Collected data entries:
:::::

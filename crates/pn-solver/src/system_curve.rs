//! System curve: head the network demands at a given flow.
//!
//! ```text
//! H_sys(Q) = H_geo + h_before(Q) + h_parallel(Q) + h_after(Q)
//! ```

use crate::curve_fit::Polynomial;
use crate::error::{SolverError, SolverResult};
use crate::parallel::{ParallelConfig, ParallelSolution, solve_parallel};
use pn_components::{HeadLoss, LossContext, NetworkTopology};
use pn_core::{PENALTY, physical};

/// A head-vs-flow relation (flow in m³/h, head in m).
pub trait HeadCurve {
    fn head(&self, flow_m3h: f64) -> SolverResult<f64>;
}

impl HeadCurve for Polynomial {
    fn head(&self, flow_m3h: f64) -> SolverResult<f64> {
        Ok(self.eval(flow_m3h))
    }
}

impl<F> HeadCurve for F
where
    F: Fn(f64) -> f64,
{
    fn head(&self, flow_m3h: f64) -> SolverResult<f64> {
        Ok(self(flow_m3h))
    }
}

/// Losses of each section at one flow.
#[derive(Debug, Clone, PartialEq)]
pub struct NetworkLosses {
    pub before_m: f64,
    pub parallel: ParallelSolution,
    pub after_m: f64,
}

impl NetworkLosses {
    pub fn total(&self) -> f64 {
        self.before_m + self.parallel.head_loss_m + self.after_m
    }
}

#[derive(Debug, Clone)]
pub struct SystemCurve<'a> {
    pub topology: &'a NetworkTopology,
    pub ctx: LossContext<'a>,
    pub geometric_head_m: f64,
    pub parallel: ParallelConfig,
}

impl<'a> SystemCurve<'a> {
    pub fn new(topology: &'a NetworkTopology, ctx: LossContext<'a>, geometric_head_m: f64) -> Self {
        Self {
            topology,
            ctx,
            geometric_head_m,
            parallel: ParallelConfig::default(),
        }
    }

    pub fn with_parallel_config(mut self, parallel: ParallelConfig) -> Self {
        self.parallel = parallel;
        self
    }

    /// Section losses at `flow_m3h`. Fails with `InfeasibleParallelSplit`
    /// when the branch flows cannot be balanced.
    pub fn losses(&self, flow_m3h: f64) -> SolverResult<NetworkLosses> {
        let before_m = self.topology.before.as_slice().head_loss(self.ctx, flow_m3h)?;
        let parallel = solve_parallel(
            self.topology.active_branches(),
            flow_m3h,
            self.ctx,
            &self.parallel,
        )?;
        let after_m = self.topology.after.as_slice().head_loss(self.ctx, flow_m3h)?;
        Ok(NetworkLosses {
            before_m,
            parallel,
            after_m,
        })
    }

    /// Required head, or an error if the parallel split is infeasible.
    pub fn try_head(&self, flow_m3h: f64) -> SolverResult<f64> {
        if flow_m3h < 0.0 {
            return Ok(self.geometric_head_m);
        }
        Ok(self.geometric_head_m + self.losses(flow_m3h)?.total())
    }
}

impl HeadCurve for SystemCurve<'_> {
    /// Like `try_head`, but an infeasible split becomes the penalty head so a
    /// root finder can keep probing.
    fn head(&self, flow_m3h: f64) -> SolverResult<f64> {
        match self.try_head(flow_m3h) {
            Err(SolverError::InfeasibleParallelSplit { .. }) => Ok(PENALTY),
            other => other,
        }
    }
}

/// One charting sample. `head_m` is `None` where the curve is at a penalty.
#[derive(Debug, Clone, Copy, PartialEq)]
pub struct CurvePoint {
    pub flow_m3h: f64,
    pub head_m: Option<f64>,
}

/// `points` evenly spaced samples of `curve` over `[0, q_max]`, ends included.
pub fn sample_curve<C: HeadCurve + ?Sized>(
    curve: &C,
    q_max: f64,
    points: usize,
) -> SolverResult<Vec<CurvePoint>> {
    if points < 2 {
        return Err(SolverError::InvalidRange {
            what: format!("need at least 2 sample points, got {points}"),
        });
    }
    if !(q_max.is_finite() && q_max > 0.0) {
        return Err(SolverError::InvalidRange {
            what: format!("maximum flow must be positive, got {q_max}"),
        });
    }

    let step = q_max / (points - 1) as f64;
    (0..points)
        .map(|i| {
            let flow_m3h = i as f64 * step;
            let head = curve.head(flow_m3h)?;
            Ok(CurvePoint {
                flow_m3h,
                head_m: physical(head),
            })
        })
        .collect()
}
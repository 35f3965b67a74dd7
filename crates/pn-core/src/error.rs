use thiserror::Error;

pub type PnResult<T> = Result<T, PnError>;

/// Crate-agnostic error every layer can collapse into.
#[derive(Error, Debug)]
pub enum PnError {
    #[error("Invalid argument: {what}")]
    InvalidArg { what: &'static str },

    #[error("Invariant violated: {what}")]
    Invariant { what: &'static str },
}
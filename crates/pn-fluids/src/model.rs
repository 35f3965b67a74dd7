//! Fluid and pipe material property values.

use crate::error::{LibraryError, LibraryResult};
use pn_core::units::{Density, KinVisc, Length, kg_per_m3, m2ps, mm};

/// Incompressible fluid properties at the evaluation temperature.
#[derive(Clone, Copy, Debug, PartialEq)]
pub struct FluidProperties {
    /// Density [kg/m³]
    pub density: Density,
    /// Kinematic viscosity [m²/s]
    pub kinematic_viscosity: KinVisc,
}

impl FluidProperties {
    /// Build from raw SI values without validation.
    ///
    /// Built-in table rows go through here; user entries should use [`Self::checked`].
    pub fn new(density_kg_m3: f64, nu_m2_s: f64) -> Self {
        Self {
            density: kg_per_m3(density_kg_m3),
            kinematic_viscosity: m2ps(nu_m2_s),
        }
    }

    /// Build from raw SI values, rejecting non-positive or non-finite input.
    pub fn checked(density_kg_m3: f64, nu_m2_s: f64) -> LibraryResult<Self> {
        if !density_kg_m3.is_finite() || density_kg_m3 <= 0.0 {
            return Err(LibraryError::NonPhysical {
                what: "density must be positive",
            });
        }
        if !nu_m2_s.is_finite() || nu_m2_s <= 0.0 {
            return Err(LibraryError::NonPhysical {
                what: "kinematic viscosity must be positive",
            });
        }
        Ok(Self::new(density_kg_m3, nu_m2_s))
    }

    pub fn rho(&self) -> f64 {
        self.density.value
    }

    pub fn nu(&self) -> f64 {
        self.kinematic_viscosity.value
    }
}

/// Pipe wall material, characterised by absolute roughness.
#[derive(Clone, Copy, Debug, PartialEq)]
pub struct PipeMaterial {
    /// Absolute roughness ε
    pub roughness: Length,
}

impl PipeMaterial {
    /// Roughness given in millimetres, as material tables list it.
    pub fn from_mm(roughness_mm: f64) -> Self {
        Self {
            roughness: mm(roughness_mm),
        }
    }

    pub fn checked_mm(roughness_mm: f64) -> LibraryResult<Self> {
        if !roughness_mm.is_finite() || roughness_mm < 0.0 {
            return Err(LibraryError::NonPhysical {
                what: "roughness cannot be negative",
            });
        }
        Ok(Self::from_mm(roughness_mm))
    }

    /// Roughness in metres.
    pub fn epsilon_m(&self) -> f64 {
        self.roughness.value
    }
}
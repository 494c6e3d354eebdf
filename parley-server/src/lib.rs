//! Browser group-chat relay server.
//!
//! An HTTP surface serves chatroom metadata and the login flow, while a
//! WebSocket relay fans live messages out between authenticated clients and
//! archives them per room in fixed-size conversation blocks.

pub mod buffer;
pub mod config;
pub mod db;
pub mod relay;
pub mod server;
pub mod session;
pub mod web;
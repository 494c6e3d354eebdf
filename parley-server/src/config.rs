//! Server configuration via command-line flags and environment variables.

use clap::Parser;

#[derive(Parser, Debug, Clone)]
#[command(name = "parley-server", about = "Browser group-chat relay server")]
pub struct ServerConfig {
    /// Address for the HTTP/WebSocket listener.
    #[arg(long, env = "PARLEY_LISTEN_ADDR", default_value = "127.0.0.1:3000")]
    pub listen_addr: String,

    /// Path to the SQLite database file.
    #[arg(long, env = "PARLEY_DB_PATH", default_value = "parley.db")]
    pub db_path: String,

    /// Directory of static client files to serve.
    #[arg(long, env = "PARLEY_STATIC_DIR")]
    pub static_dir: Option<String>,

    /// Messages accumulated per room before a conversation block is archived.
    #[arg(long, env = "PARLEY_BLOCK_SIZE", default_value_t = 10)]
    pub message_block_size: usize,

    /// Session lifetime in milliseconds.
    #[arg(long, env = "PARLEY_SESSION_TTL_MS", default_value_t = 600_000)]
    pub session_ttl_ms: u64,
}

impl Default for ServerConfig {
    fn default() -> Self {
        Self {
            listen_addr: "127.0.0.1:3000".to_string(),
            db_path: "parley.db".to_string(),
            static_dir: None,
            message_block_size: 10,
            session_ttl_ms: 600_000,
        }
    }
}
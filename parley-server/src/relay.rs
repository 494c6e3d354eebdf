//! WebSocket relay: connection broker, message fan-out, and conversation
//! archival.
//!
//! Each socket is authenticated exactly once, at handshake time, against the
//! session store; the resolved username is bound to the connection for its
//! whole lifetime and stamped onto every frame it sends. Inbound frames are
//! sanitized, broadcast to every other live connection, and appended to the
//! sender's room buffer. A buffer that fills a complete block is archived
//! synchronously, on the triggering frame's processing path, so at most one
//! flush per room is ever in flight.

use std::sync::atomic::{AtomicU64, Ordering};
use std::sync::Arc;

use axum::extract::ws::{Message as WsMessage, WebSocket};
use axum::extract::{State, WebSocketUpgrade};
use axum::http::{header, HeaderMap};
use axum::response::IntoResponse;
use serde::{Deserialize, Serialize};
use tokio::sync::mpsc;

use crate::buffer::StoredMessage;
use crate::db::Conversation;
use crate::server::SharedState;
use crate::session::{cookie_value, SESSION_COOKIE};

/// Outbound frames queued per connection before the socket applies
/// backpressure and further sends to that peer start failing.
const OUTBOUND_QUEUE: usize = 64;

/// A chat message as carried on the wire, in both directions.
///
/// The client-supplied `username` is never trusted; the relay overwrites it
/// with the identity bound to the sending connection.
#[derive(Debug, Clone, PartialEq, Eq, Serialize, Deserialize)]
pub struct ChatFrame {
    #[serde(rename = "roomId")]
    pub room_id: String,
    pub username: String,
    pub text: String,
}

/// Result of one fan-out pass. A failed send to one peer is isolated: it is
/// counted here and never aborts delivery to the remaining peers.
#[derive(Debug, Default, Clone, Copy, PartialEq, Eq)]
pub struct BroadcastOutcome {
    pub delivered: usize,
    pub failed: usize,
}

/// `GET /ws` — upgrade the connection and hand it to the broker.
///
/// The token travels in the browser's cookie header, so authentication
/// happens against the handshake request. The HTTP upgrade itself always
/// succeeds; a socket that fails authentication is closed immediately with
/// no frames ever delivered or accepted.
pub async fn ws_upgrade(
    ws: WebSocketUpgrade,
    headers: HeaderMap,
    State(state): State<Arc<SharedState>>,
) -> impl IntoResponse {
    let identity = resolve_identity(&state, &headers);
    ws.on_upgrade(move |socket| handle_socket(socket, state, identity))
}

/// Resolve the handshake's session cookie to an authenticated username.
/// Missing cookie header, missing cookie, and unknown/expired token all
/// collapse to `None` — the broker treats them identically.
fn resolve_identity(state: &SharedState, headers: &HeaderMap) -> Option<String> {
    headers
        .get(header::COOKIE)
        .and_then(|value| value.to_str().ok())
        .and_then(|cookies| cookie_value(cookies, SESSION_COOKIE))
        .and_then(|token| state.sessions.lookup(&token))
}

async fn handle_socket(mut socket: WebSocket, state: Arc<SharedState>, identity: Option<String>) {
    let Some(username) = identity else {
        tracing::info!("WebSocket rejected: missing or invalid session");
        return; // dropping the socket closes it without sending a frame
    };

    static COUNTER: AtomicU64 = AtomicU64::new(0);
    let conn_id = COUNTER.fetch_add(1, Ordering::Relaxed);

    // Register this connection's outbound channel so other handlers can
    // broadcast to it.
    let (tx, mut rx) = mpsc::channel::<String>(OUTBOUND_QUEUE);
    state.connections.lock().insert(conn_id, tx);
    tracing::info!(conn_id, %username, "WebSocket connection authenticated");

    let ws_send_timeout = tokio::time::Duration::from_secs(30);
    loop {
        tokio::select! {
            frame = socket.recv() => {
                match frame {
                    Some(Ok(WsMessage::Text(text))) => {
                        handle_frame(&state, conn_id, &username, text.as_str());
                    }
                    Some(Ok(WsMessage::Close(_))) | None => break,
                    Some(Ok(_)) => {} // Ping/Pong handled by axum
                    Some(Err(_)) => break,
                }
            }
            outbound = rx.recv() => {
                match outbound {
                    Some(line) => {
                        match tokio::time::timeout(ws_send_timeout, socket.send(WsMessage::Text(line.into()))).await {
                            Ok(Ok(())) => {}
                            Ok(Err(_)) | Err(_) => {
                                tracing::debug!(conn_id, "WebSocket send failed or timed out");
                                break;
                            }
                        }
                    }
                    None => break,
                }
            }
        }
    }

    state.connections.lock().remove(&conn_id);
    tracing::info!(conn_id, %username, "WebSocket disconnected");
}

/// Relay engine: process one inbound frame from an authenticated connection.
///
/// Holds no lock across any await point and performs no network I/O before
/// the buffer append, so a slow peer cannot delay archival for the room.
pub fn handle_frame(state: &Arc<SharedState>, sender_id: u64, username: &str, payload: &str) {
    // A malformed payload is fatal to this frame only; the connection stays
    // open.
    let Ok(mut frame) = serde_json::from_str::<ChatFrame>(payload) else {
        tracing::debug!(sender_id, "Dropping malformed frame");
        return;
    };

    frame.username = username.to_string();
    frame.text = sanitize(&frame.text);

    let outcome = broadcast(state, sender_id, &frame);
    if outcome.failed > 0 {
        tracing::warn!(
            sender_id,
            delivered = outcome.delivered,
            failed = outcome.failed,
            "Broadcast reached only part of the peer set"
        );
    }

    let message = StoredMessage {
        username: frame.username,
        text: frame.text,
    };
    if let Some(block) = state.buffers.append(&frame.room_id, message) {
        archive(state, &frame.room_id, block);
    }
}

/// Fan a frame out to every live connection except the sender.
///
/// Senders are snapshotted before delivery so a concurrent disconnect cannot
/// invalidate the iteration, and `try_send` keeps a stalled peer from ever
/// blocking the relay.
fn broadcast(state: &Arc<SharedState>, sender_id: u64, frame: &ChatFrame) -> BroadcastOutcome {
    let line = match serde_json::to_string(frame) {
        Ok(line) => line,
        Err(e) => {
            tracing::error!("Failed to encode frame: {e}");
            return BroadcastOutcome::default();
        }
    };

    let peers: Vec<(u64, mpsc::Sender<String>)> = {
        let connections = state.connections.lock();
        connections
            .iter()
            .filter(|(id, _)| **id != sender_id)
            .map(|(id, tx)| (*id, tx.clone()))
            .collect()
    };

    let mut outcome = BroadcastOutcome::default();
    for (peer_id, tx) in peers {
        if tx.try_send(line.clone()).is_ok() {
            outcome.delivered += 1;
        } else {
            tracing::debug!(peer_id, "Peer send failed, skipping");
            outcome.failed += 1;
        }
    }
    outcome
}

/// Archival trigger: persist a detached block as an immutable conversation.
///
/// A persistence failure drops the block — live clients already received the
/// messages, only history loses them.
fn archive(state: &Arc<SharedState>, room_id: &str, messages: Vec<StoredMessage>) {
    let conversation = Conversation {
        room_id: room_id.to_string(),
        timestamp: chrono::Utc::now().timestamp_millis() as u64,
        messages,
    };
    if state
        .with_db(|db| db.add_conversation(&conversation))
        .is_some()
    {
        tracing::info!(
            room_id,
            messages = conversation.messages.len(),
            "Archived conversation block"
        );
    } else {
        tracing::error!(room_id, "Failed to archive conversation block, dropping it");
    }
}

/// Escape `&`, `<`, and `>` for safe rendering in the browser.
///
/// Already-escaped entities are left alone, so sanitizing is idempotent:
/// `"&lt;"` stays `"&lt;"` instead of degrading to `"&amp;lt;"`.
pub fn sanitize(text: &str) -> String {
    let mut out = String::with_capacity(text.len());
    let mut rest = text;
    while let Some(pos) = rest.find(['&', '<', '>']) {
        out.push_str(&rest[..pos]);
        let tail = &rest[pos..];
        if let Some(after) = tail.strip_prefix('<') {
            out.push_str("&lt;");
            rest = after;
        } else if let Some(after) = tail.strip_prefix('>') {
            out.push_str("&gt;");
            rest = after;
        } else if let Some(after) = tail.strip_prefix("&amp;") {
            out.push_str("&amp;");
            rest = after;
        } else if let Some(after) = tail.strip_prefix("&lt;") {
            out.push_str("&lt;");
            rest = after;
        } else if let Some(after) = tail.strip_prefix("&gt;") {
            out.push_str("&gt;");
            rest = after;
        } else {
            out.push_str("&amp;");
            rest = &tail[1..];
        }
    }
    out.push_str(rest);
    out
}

:::::

WHAT YOU HAVE TO DO: Where a line above contains the word "crates", show that line.

WRITTEN REPLY:
filename crates/pn-solver/src/system_curve.rs
filename crates/pn-core/src/error.rs
filename crates/pn-fluids/src/model.rs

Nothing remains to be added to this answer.